Each of these properties make intuitive sense. Starting with the first, evolving between the same time is equivalent to not evolving in time at all, meaning the states before and after such a time evolution action should be equivalent. Secondly, we want to preserve probabilities. In other words, the probability of something like finding a particle somewhere in space should be \(1\) regardless of when we measure in time. Thus, evolving forwards vs. backwards in time shouldn’t affect such probabilities. Finally, evolving a state from an initial time to a second time and then evolving to a final third should naturally produce the same result as directly evolving from the initial time to the final.

4.3.2 The Hamiltonian

Let’s now consider some infinitesimal time evolution from \(t\) to \(t+\epsilon\), for some small \(\epsilon\). We can expand \(U\) to first order and tack on an additional correction term: \[U(t+\epsilon,t) = 1 - i\epsilon\Omega(t) + \dots \tag{4.2}\] Our correction term is defined as follows (with an extra \(i\) factor to make the operator Hermitian: \[\Omega(t) = i\pdv{t'}U(t',t)\bigg|_{t'=t} \tag{4.3}\] This operator \(\Omega(t)\) is then our generator of time evolution in quantum mechanics, since it is precisely the correction term that advances a state in time by small increments. Combining these terms in large quantities will advance time by larger increments.

In classical mechanics1, the Hamiltonian (which we’ll henceforth represent with \(H\)) is fundamentally the generator of time translations, since it describes how a system evolves in time. Let’s consider some classical observable \(f(x,p)\) (a function in position and momentum) that exhibits time dependence due to how \(x\) and \(p\) evolve in time.

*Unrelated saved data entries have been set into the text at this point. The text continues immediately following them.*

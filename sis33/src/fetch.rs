//! Reading captured events back out of a segment

use crate::{
    backend::FetchRequest,
    card::Card,
    core::{AcqList, WaitMode, SAMPLE_WIDTH},
    error::{Error, Result},
};
use tracing::debug;

/// Hands a transferring segment back to idle however the bus copy ends
struct TransferGuard<'a> {
    card: &'a Card,
    segment: usize,
}

impl Drop for TransferGuard<'_> {
    fn drop(&mut self) {
        if let Some(s) = self.card.state().segments.get_mut(self.segment) {
            s.end_transfer();
        }
    }
}

impl Card {
    /// Copies up to `list.acqs.len()` events of channel `list.channel` from segment
    /// `list.segment` into the buffers of `list`, filling in each event's metadata.
    ///
    /// If the segment is still acquiring, the flags of `list` say whether to give up or wait for
    /// it. Returns the number of events delivered, which is less than requested when the
    /// acquisition captured fewer events. Events past that count are left untouched.
    /// # Errors
    /// - [`Error::InvalidArgument`] on contradictory flags, an empty list, out of range indices
    ///   or a buffer whose size doesn't match the segment's event length
    /// - [`Error::Busy`] if the segment is acquiring and the caller won't wait, or another fetch
    ///   holds it
    /// - [`Error::NoData`] if the segment holds no events
    /// - [`Error::TimedOut`] / [`Error::Interrupted`] if the wait for the acquisition was cut
    ///   short
    /// - [`Error::Backend`] if the copy failed, in which case no metadata is written
    pub fn fetch(&self, list: &mut AcqList) -> Result<usize> {
        let contract = self.contract()?;
        let mode = list.flags.wait_mode(list.timeout)?;
        if list.acqs.is_empty() {
            return Err(Error::invalid("a fetch needs at least one event"));
        }
        let segment = list.segment as usize;
        let channel = list.channel as usize;

        let mut state = self.state();
        if segment >= state.n_segments as usize {
            return Err(Error::invalid(format!(
                "segment {segment} out of range, the card has {}",
                state.n_segments
            )));
        }
        if channel >= contract.n_channels {
            return Err(Error::invalid(format!(
                "channel {channel} out of range, the card has {}",
                contract.n_channels
            )));
        }

        if state.segments[segment].is_acquiring() {
            // The arm we wait for, a later one may have started by the time we block
            let generation = self.completion.generation();
            drop(state);
            if mode == WaitMode::NoWait {
                debug!(card = self.index(), segment, "Segment still acquiring");
                return Err(Error::Busy);
            }
            self.wait_acquisition(mode, generation)?;
            state = self.state();
        }
        // Anything could have happened while we weren't holding the lock
        let seg = &state.segments[segment];
        if seg.is_acquiring() || seg.is_transferring() {
            debug!(card = self.index(), segment, state = ?seg.state(), "Busy, cannot fetch");
            return Err(Error::Busy);
        }
        let Some(cache) = seg.cache() else {
            debug!(card = self.index(), segment, "Nothing recorded");
            return Err(Error::NoData);
        };
        let deliverable = list.acqs.len().min(cache.nr_events() as usize);
        let samples_per_event = seg.samples_per_event();
        let expected = samples_per_event as usize * SAMPLE_WIDTH;
        if let Some((i, acq)) = list.acqs[..deliverable]
            .iter()
            .enumerate()
            .find(|(_, a)| a.size as usize != expected || a.data.len() < expected)
        {
            debug!(
                card = self.index(),
                segment,
                event = i,
                size = acq.size,
                expected,
                "Bad buffer size"
            );
            return Err(Error::invalid(format!(
                "buffer {i} holds {} bytes, events of segment {segment} take {expected}",
                acq.size
            )));
        }
        state.segments[segment].begin_transfer();
        let endtime = state.segments[segment].endtime();
        drop(state);

        let guard = TransferGuard {
            card: self,
            segment,
        };
        let acqs = &mut list.acqs[..deliverable];
        let byte_order = self.backend.fetch(
            FetchRequest {
                segment,
                channel,
                samples_per_event,
                cache: &cache,
            },
            acqs,
        );
        drop(guard);
        let byte_order = byte_order?;

        for (event_nr, acq) in acqs.iter_mut().enumerate() {
            let event = cache.event(channel, event_nr).unwrap_or_default();
            acq.nr_samples = event.nr_samples.min(samples_per_event);
            acq.first_samp = event.first_samp;
            acq.prevticks = cache.prevticks(event_nr);
            acq.byte_order = byte_order;
        }
        list.endtime = endtime;
        debug!(card = self.index(), segment, channel, deliverable, "Fetched");
        Ok(deliverable)
    }
}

Expanding to first order in \(t\) gives: \[\begin{align*} f(t+\epsilon) &= f(t) + \epsilon\dv{f}{t} = f(t)+\epsilon\left(\dot{x}\pdv{f}{x} + \dot{p}\pdv{f}{p}\right) = \\ &= f(t) + \epsilon\left(\pdv{H}{p}\pdv{f}{x} - \pdv{H}{x}\pdv{f}{p}\right) = f(t) - \epsilon\{H,f\} \end{align*}\] Here, \(\{H,f\}\) gives the Poisson bracket (discussed in more detail in Section 4.6.1).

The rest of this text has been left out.